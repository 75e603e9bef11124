//! The station [`GridMap`]: an immutable rectangle of [`TileKind`]s.
//!
//! Any query outside the rectangle answers [`TileKind::Wall`], so the
//! station is closed on every side even when the layout forgets a border.

use std::fmt;

use crate::geom::Point;
use crate::tile::TileKind;

/// The station as laid out when the game starts.
pub const STATION_LAYOUT: [&str; 10] = [
    "##########",
    "#...#....#",
    "#.T.D..G.#",
    "#...#....#",
    "##D####D##",
    "#........#",
    "#......S.#",
    "#........#",
    "#........#",
    "##########",
];

/// Immutable tile grid, built once at startup.
#[derive(Clone, Debug, PartialEq, Eq)]
pub struct GridMap {
    tiles: Vec<TileKind>,
    width: i32,
    height: i32,
}

impl GridMap {
    /// Build a map from layout rows using the [`TileKind::rune`] legend.
    pub fn parse<S: AsRef<str>>(rows: &[S]) -> Result<Self, MapError> {
        let Some(first) = rows.first() else {
            return Err(MapError::Empty);
        };
        let width = first.as_ref().chars().count();
        if width == 0 {
            return Err(MapError::Empty);
        }

        let mut tiles = Vec::with_capacity(width * rows.len());
        for (y, row) in rows.iter().enumerate() {
            let row = row.as_ref();
            let found = row.chars().count();
            if found != width {
                return Err(MapError::Ragged {
                    row: y,
                    expected: width,
                    found,
                });
            }
            for (x, ch) in row.chars().enumerate() {
                let tile = TileKind::from_rune(ch).ok_or(MapError::UnknownTile {
                    ch,
                    pos: Point::new(x as i32, y as i32),
                })?;
                tiles.push(tile);
            }
        }

        let map = Self {
            tiles,
            width: width as i32,
            height: rows.len() as i32,
        };
        log::debug!("grid map built: {}x{}", map.width, map.height);
        Ok(map)
    }

    /// A `width` x `height` map with a solid wall border around `interior`.
    pub fn walled(width: i32, height: i32, interior: TileKind) -> Self {
        let width = width.max(0);
        let height = height.max(0);
        let mut tiles = Vec::with_capacity((width * height) as usize);
        for y in 0..height {
            for x in 0..width {
                let border = x == 0 || y == 0 || x == width - 1 || y == height - 1;
                tiles.push(if border { TileKind::Wall } else { interior });
            }
        }
        Self {
            tiles,
            width,
            height,
        }
    }

    /// The default station.
    pub fn station() -> Self {
        Self::parse_or_room(&STATION_LAYOUT)
    }

    /// Parse `rows`, or log the error and build a plain 10x10 room.
    fn parse_or_room<S: AsRef<str>>(rows: &[S]) -> Self {
        match Self::parse(rows) {
            Ok(map) => map,
            Err(err) => {
                log::warn!("station layout rejected ({err}); using a plain room");
                Self::walled(10, 10, TileKind::Floor)
            }
        }
    }

    /// Copy of this map with one tile replaced. Maps are otherwise
    /// immutable, so this is how fixtures and level variants are derived.
    pub fn with_tile(&self, p: Point, tile: TileKind) -> Self {
        let mut map = self.clone();
        if let Some(i) = map.index(p) {
            map.tiles[i] = tile;
        }
        map
    }

    #[inline]
    pub fn width(&self) -> i32 {
        self.width
    }

    #[inline]
    pub fn height(&self) -> i32 {
        self.height
    }

    /// Whether `p` lies inside the grid.
    #[inline]
    pub fn contains(&self, p: Point) -> bool {
        self.index(p).is_some()
    }

    /// The tile at `p`; [`TileKind::Wall`] outside the grid.
    #[inline]
    pub fn tile_at(&self, p: Point) -> TileKind {
        self.index(p).map_or(TileKind::Wall, |i| self.tiles[i])
    }

    /// Whether the observer may stand at `p`.
    #[inline]
    pub fn is_walkable(&self, p: Point) -> bool {
        self.tile_at(p).is_walkable()
    }

    /// Iterate `(Point, TileKind)` in row-major order.
    pub fn iter(&self) -> impl Iterator<Item = (Point, TileKind)> + '_ {
        self.tiles.iter().enumerate().map(move |(i, &t)| {
            let i = i as i32;
            (Point::new(i % self.width, i / self.width), t)
        })
    }

    #[inline]
    fn index(&self, p: Point) -> Option<usize> {
        if p.x >= 0 && p.y >= 0 && p.x < self.width && p.y < self.height {
            Some((p.y * self.width + p.x) as usize)
        } else {
            None
        }
    }
}

/// Errors that can occur when parsing a layout.
#[derive(Debug, Clone, PartialEq, Eq)]
pub enum MapError {
    /// No rows, or an empty first row.
    Empty,
    /// A row's width differs from the first row's.
    Ragged {
        row: usize,
        expected: usize,
        found: usize,
    },
    /// A character outside the tile legend.
    UnknownTile { ch: char, pos: Point },
}

impl fmt::Display for MapError {
    fn fmt(&self, f: &mut fmt::Formatter<'_>) -> fmt::Result {
        match self {
            Self::Empty => f.write_str("map layout is empty"),
            Self::Ragged {
                row,
                expected,
                found,
            } => write!(
                f,
                "map layout row {row} is {found} tiles wide, expected {expected}"
            ),
            Self::UnknownTile { ch, pos } => {
                write!(f, "map layout has unknown tile \u{201c}{ch}\u{201d} at {pos}")
            }
        }
    }
}

impl std::error::Error for MapError {}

================

## TASK GOAL
Would you print each line of the material exactly?

## SOLVED PROBLEM
repository 75e603e9bef11124
//! The station [`GridMap`]: an immutable rectangle of [`TileKind`]s.
//!
//! Any query outside the rectangle answers [`TileKind::Wall`], so the
//! station is closed on every side even when the layout forgets a border.

use std::fmt;

use crate::geom::Point;
use crate::tile::TileKind;

/// The station as laid out when the game starts.
pub const STATION_LAYOUT: [&str; 10] = [
    "##########",
    "#...#....#",
    "#.T.D..G.#",
    "#...#....#",
    "##D####D##",
    "#........#",
    "#......S.#",
    "#........#",
    "#........#",
    "##########",
];

/// Immutable tile grid, built once at startup.
#[derive(Clone, Debug, PartialEq, Eq)]
pub struct GridMap {
    tiles: Vec<TileKind>,
    width: i32,
    height: i32,
}

impl GridMap {
    /// Build a map from layout rows using the [`TileKind::rune`] legend.
    pub fn parse<S: AsRef<str>>(rows: &[S]) -> Result<Self, MapError> {
        let Some(first) = rows.first() else {
            return Err(MapError::Empty);
        };
        let width = first.as_ref().chars().count();
        if width == 0 {
            return Err(MapError::Empty);
        }

        let mut tiles = Vec::with_capacity(width * rows.len());
        for (y, row) in rows.iter().enumerate() {
            let row = row.as_ref();
            let found = row.chars().count();
            if found != width {
                return Err(MapError::Ragged {
                    row: y,
                    expected: width,
                    found,
                });
            }
            for (x, ch) in row.chars().enumerate() {
                let tile = TileKind::from_rune(ch).ok_or(MapError::UnknownTile {
                    ch,
                    pos: Point::new(x as i32, y as i32),
                })?;
                tiles.push(tile);
            }
        }

        let map = Self {
            tiles,
            width: width as i32,
            height: rows.len() as i32,
        };
        log::debug!("grid map built: {}x{}", map.width, map.height);
        Ok(map)
    }

    /// A `width` x `height` map with a solid wall border around `interior`.
    pub fn walled(width: i32, height: i32, interior: TileKind) -> Self {
        let width = width.max(0);
        let height = height.max(0);
        let mut tiles = Vec::with_capacity((width * height) as usize);
        for y in 0..height {
            for x in 0..width {
                let border = x == 0 || y == 0 || x == width - 1 || y == height - 1;
                tiles.push(if border { TileKind::Wall } else { interior });
            }
        }
        Self {
            tiles,
            width,
            height,
        }
    }

    /// The default station.
    pub fn station() -> Self {
        Self::parse_or_room(&STATION_LAYOUT)
    }

    /// Parse `rows`, or log the error and build a plain 10x10 room.
    fn parse_or_room<S: AsRef<str>>(rows: &[S]) -> Self {
        match Self::parse(rows) {
            Ok(map) => map,
            Err(err) => {
                log::warn!("station layout rejected ({err}); using a plain room");
                Self::walled(10, 10, TileKind::Floor)
            }
        }
    }

    /// Copy of this map with one tile replaced. Maps are otherwise
    /// immutable, so this is how fixtures and level variants are derived.
    pub fn with_tile(&self, p: Point, tile: TileKind) -> Self {
        let mut map = self.clone();
        if let Some(i) = map.index(p) {
            map.tiles[i] = tile;
        }
        map
    }

    #[inline]
    pub fn width(&self) -> i32 {
        self.width
    }

    #[inline]
    pub fn height(&self) -> i32 {
        self.height
    }

    /// Whether `p` lies inside the grid.
    #[inline]
    pub fn contains(&self, p: Point) -> bool {
        self.index(p).is_some()
    }

    /// The tile at `p`; [`TileKind::Wall`] outside the grid.
    #[inline]
    pub fn tile_at(&self, p: Point) -> TileKind {
        self.index(p).map_or(TileKind::Wall, |i| self.tiles[i])
    }

    /// Whether the observer may stand at `p`.
    #[inline]
    pub fn is_walkable(&self, p: Point) -> bool {
        self.tile_at(p).is_walkable()
    }

    /// Iterate `(Point, TileKind)` in row-major order.
    pub fn iter(&self) -> impl Iterator<Item = (Point, TileKind)> + '_ {
        self.tiles.iter().enumerate().map(move |(i, &t)| {
            let i = i as i32;
            (Point::new(i % self.width, i / self.width), t)
        })
    }

    #[inline]
    fn index(&self, p: Point) -> Option<usize> {
        if p.x >= 0 && p.y >= 0 && p.x < self.width && p.y < self.height {
            Some((p.y * self.width + p.x) as usize)
        } else {
            None
        }
    }
}

/// Errors that can occur when parsing a layout.
#[derive(Debug, Clone, PartialEq, Eq)]
pub enum MapError {
    /// No rows, or an empty first row.
    Empty,
    /// A row's width differs from the first row's.
    Ragged {
        row: usize,
        expected: usize,
        found: usize,
    },
    /// A character outside the tile legend.
    UnknownTile { ch: char, pos: Point },
}

impl fmt::Display for MapError {
    fn fmt(&self, f: &mut fmt::Formatter<'_>) -> fmt::Result {
        match self {
            Self::Empty => f.write_str("map layout is empty"),
            Self::Ragged {
                row,
                expected,
                found,
            } => write!(
                f,
                "map layout row {row} is {found} tiles wide, expected {expected}"
            ),
            Self::UnknownTile { ch, pos } => {
                write!(f, "map layout has unknown tile \u{201c}{ch}\u{201d} at {pos}")
            }
        }
    }
}

impl std::error::Error for MapError {}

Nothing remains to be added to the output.